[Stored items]
========================================================================

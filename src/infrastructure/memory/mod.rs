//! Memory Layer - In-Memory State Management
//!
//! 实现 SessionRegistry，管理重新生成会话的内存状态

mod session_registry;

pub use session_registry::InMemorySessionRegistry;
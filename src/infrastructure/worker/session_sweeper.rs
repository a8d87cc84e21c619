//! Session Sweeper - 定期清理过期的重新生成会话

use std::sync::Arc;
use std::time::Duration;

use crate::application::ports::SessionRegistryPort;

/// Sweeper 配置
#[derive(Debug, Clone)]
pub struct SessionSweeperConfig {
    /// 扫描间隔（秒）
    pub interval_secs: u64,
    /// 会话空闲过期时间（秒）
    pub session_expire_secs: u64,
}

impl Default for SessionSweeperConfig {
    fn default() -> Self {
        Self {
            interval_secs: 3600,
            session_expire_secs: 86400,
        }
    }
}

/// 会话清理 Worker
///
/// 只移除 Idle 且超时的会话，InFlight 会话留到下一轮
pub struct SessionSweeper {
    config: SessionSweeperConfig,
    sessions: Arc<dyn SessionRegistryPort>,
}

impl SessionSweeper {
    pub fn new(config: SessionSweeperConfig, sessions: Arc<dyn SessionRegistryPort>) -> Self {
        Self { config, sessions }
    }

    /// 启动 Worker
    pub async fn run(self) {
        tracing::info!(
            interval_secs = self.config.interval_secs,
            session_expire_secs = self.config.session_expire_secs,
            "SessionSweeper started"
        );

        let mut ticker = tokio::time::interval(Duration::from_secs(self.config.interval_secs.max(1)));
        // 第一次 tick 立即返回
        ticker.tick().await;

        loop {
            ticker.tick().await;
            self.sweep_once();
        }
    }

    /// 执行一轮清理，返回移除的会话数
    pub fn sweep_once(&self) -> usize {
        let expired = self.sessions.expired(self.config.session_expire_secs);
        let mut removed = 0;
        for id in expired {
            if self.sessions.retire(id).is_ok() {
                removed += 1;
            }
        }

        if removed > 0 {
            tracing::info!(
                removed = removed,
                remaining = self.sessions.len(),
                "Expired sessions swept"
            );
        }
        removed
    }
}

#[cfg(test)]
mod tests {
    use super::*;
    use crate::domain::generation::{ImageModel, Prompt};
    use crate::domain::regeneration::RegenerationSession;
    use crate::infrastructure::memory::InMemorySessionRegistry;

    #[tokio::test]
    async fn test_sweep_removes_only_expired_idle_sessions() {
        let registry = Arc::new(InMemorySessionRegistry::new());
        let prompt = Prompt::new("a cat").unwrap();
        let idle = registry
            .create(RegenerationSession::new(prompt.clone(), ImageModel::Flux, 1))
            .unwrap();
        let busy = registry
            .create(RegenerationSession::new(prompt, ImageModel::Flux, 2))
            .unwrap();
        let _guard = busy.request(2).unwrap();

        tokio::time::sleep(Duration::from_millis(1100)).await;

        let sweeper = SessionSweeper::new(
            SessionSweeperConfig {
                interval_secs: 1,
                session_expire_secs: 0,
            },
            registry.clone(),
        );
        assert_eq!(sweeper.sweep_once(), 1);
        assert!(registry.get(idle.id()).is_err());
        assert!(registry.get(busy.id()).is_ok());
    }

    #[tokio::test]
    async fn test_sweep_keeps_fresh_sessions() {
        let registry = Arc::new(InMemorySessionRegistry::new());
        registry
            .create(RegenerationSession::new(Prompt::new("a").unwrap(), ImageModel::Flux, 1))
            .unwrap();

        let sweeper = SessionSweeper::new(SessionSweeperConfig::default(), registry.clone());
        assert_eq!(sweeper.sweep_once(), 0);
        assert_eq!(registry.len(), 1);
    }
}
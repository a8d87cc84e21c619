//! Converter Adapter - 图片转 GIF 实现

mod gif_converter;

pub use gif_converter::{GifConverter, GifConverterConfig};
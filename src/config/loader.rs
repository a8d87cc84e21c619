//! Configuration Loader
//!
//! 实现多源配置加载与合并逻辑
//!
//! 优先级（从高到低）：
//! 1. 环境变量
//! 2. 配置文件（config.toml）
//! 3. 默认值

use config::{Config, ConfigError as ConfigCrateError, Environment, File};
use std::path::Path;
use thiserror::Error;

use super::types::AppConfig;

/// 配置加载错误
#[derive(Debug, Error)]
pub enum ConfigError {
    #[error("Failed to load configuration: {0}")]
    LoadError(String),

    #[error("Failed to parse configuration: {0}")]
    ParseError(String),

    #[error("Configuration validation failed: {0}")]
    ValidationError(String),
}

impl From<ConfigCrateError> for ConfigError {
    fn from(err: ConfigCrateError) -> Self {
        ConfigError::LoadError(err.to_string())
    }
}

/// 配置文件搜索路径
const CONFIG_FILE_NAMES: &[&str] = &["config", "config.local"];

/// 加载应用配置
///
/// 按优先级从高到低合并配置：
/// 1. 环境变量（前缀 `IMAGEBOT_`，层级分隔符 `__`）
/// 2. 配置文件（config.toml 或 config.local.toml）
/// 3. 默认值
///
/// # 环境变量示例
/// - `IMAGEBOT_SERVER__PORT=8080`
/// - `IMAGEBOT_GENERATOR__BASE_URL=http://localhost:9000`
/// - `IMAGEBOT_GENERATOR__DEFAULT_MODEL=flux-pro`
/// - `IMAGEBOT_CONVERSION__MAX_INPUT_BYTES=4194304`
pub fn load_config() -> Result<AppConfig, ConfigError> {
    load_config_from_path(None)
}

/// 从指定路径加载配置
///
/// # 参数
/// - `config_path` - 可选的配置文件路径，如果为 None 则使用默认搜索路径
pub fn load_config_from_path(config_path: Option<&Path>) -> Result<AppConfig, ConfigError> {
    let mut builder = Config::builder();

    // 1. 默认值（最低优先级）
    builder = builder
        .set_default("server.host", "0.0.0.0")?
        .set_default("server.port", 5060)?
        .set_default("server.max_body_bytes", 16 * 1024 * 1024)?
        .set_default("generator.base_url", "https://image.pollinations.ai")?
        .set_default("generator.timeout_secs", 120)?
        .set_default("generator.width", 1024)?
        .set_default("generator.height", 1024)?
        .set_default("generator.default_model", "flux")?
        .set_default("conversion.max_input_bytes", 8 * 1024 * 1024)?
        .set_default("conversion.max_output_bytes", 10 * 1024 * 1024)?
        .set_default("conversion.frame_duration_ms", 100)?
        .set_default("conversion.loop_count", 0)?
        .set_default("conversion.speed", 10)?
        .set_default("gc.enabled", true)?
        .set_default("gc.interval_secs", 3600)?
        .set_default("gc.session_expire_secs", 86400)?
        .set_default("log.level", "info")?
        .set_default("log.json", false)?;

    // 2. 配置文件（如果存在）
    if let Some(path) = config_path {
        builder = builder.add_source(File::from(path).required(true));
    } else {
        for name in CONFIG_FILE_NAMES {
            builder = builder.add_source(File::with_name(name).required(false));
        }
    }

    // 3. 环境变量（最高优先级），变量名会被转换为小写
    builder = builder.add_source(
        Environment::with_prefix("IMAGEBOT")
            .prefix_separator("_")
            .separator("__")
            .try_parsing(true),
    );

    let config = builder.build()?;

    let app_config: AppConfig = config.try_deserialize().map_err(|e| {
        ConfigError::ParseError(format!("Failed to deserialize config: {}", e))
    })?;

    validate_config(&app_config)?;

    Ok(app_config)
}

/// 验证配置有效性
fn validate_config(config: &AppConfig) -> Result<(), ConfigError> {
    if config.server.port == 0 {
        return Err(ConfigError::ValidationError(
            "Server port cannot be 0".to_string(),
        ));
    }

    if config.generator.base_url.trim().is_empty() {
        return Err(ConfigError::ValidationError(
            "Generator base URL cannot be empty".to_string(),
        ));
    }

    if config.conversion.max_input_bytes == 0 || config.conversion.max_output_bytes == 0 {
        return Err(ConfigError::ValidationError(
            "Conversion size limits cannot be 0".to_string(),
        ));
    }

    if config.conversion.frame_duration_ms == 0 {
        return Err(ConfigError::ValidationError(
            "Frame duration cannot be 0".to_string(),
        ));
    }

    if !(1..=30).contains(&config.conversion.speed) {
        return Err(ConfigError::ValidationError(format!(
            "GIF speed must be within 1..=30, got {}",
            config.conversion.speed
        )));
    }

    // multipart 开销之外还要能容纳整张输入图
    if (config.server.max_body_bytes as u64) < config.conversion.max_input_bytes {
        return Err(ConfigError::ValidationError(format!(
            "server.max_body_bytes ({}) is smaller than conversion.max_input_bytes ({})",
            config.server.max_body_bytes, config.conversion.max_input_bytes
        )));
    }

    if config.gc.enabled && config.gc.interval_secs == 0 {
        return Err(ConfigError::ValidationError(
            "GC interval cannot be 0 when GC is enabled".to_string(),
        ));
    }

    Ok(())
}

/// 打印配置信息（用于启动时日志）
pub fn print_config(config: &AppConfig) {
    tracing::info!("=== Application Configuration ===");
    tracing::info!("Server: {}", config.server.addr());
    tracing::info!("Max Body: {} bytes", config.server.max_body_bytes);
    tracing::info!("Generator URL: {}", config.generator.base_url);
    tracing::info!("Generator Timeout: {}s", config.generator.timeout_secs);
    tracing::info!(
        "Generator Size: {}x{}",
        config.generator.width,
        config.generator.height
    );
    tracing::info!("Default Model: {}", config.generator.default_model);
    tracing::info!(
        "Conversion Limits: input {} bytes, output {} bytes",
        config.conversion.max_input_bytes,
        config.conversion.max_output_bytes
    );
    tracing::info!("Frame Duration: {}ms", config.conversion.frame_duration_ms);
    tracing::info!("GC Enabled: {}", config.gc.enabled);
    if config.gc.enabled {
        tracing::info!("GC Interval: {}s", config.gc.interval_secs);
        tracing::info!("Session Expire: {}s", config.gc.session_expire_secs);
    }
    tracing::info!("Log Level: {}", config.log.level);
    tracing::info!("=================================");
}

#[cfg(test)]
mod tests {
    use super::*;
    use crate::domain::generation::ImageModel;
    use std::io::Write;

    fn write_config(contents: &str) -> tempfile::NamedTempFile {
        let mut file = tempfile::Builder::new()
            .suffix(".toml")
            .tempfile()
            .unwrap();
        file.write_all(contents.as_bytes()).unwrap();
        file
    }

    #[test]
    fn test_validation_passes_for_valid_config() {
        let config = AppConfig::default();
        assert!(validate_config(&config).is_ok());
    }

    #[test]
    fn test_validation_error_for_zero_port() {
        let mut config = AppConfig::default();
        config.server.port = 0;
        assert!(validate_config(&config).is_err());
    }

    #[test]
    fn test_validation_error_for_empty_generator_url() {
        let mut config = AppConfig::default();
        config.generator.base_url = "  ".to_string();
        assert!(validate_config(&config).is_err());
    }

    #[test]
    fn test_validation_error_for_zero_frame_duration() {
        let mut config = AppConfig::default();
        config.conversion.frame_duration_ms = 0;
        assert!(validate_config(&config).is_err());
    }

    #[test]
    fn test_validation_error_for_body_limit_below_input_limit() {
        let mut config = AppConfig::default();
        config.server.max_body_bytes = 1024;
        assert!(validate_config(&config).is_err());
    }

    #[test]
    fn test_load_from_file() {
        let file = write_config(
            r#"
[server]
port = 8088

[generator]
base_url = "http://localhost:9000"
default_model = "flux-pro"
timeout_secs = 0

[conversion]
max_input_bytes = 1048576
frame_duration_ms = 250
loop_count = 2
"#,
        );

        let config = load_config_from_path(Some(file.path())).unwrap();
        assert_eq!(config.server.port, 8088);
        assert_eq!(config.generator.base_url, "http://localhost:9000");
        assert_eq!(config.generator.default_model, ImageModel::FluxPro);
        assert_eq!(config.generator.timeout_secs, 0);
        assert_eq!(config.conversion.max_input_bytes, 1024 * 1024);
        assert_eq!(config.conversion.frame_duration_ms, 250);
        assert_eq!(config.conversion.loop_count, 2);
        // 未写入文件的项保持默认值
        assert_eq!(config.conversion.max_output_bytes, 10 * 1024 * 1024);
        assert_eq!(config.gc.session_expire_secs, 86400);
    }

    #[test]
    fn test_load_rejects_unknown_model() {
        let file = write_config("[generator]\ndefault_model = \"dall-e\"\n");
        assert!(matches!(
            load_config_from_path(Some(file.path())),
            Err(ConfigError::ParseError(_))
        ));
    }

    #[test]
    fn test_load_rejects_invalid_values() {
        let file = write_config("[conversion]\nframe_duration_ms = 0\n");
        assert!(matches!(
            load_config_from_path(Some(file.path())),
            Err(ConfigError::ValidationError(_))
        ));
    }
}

========================================================================

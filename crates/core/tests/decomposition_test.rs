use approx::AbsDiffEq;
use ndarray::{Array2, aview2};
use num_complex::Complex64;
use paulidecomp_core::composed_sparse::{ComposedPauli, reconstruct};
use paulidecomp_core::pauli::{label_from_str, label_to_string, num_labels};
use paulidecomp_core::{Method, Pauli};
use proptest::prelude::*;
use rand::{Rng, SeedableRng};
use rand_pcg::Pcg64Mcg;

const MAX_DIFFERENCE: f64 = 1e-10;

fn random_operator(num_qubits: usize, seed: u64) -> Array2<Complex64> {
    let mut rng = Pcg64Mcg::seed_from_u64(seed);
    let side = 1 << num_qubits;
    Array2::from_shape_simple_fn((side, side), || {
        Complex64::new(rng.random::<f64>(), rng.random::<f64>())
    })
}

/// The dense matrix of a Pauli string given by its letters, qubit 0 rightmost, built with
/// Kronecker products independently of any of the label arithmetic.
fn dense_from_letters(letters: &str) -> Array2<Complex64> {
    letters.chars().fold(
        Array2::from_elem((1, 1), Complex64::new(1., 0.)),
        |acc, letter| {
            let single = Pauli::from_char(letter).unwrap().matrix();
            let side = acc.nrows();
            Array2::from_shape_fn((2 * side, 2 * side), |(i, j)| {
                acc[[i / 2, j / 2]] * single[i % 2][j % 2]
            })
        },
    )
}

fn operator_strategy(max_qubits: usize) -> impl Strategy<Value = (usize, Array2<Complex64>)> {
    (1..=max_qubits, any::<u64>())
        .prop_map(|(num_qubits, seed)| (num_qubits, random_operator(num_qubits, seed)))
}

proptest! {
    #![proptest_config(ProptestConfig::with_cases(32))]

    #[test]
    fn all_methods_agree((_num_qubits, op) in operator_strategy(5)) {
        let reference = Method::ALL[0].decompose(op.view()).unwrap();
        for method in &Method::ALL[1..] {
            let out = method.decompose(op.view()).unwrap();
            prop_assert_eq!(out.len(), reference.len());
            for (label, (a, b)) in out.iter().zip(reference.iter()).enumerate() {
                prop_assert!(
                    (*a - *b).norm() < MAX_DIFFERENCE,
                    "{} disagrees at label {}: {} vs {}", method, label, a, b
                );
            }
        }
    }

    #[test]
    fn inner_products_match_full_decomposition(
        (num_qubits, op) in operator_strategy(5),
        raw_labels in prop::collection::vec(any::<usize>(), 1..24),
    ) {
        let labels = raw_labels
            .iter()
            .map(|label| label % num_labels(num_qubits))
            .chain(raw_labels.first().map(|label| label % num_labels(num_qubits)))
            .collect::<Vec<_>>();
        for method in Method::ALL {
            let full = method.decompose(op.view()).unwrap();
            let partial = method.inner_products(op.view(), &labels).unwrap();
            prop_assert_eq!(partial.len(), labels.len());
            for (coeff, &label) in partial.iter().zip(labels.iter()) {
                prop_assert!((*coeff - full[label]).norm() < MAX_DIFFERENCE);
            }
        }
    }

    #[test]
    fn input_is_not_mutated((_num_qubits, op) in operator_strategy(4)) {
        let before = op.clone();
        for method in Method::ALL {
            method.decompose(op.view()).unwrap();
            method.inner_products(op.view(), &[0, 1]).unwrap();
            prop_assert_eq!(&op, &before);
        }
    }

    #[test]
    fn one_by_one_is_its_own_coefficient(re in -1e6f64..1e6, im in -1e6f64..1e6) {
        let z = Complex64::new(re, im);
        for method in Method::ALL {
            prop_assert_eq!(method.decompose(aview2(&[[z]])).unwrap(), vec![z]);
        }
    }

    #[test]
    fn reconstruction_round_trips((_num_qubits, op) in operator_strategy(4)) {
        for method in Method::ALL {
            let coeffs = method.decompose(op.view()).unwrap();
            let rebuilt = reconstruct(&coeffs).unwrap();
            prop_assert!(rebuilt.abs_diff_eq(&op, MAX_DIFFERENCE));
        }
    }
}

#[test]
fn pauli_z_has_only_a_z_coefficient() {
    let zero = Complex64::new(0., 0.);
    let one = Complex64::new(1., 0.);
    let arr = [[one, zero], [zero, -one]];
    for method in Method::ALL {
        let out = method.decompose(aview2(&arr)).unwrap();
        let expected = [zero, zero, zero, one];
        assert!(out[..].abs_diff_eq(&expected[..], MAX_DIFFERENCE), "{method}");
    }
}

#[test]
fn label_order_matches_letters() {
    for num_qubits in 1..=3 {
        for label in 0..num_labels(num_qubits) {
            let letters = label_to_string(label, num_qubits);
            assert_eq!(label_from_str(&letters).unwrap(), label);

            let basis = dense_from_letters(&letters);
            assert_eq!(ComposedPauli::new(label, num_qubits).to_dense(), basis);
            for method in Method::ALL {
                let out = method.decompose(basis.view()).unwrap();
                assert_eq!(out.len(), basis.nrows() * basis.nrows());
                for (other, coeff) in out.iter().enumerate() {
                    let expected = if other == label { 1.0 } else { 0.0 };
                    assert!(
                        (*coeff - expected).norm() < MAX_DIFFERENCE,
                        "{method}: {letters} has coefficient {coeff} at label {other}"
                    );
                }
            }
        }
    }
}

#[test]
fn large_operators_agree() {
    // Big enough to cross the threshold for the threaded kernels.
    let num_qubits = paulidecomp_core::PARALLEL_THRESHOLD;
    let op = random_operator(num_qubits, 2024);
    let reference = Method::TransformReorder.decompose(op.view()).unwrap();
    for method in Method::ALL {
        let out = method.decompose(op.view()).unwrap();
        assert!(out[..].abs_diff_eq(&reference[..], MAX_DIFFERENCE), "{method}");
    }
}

========================================================================

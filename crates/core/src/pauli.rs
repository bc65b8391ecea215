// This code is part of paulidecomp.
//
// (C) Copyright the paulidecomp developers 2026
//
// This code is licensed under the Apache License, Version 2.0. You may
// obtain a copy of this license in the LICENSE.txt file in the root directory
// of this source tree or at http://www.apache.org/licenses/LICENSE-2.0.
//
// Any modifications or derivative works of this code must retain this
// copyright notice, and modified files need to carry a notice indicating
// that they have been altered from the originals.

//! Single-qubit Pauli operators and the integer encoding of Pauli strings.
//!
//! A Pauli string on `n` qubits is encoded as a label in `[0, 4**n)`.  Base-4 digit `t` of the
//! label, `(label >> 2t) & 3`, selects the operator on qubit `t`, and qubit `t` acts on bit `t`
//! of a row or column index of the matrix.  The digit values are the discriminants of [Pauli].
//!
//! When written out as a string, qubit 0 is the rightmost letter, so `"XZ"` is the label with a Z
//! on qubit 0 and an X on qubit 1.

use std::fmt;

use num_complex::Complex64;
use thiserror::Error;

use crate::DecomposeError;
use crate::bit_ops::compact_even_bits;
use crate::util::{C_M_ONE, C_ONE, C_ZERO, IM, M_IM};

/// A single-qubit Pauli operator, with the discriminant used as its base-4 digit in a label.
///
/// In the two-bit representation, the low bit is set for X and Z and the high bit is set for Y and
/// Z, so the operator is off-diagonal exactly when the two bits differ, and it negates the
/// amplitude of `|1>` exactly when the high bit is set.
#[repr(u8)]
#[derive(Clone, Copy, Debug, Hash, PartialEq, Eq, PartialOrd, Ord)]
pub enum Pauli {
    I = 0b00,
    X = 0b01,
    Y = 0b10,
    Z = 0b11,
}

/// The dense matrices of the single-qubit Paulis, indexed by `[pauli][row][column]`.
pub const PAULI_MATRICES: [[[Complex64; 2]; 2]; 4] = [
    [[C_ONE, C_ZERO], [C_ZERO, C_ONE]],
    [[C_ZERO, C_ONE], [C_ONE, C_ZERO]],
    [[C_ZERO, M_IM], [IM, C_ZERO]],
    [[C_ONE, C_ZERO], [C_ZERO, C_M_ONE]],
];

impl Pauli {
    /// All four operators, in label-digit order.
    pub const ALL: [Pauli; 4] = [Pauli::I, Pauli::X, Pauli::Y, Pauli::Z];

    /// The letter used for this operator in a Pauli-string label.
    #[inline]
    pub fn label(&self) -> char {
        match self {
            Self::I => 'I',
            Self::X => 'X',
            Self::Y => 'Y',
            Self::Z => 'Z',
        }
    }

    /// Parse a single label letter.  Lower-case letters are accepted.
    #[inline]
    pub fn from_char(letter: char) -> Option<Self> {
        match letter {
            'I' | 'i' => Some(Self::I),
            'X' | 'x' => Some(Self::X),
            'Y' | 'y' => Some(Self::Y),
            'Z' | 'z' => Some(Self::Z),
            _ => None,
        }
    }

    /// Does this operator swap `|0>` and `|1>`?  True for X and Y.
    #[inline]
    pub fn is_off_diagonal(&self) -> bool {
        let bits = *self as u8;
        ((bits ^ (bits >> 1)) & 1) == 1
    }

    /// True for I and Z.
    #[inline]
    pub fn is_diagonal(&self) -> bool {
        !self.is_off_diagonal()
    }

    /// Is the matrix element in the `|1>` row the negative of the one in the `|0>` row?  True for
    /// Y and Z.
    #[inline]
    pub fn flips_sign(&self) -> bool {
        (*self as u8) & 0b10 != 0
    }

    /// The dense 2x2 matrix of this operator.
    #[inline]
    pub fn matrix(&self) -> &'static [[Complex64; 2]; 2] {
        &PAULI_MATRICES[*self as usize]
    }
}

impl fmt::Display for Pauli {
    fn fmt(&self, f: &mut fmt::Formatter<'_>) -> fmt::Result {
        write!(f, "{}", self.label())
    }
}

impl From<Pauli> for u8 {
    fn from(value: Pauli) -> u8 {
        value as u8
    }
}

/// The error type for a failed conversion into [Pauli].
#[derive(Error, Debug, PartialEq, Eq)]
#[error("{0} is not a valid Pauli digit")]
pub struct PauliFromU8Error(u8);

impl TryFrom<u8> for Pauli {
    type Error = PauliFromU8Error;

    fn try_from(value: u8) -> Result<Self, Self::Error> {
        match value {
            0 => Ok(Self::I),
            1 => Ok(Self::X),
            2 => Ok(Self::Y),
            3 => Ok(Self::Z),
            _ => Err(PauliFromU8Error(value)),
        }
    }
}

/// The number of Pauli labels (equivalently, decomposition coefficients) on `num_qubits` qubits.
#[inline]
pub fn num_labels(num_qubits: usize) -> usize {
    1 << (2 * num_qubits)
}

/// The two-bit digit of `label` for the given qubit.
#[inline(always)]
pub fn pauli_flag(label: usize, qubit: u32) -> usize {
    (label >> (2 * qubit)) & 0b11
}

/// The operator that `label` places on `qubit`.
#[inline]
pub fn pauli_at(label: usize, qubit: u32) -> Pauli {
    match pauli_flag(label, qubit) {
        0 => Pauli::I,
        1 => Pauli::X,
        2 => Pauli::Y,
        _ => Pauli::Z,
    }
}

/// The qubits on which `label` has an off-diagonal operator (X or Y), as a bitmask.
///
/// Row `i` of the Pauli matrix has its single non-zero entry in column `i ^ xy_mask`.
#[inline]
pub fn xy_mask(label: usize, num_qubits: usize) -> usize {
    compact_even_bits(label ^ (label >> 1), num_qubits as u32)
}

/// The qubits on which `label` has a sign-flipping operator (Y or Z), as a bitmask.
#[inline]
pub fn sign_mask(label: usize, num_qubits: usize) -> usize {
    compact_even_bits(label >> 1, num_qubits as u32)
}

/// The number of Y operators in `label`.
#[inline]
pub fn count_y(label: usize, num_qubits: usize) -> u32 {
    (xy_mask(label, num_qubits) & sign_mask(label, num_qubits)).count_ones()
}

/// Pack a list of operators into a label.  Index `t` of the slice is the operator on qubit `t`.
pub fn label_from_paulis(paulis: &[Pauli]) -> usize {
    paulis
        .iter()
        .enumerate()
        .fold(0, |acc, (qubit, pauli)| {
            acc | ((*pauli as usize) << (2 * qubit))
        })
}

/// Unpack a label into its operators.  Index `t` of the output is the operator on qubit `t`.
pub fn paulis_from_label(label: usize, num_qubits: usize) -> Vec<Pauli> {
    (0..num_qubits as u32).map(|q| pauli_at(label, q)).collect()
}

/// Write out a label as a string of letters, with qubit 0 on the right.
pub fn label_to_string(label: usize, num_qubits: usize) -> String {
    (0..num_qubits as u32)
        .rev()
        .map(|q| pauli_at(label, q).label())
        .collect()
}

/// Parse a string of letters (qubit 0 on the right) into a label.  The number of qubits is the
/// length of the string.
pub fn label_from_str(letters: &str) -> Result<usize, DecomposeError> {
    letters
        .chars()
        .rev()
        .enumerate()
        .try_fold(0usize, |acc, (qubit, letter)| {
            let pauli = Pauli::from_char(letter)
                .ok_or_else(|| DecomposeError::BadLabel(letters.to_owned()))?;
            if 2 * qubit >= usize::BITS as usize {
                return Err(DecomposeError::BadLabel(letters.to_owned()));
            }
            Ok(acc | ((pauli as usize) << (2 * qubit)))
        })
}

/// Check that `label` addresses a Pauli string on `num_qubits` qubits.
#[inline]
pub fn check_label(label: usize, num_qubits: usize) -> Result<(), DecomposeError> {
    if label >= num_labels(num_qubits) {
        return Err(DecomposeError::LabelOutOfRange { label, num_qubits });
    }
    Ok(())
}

========================================================================

== WORK REQUEST ==
All lines of the entries above where "contents" turns up should be reported.

== RESULT FOR THIS TASK ==
    fn write_config(contents: &str) -> tempfile::NamedTempFile {
        file.write_all(contents.as_bytes()).unwrap();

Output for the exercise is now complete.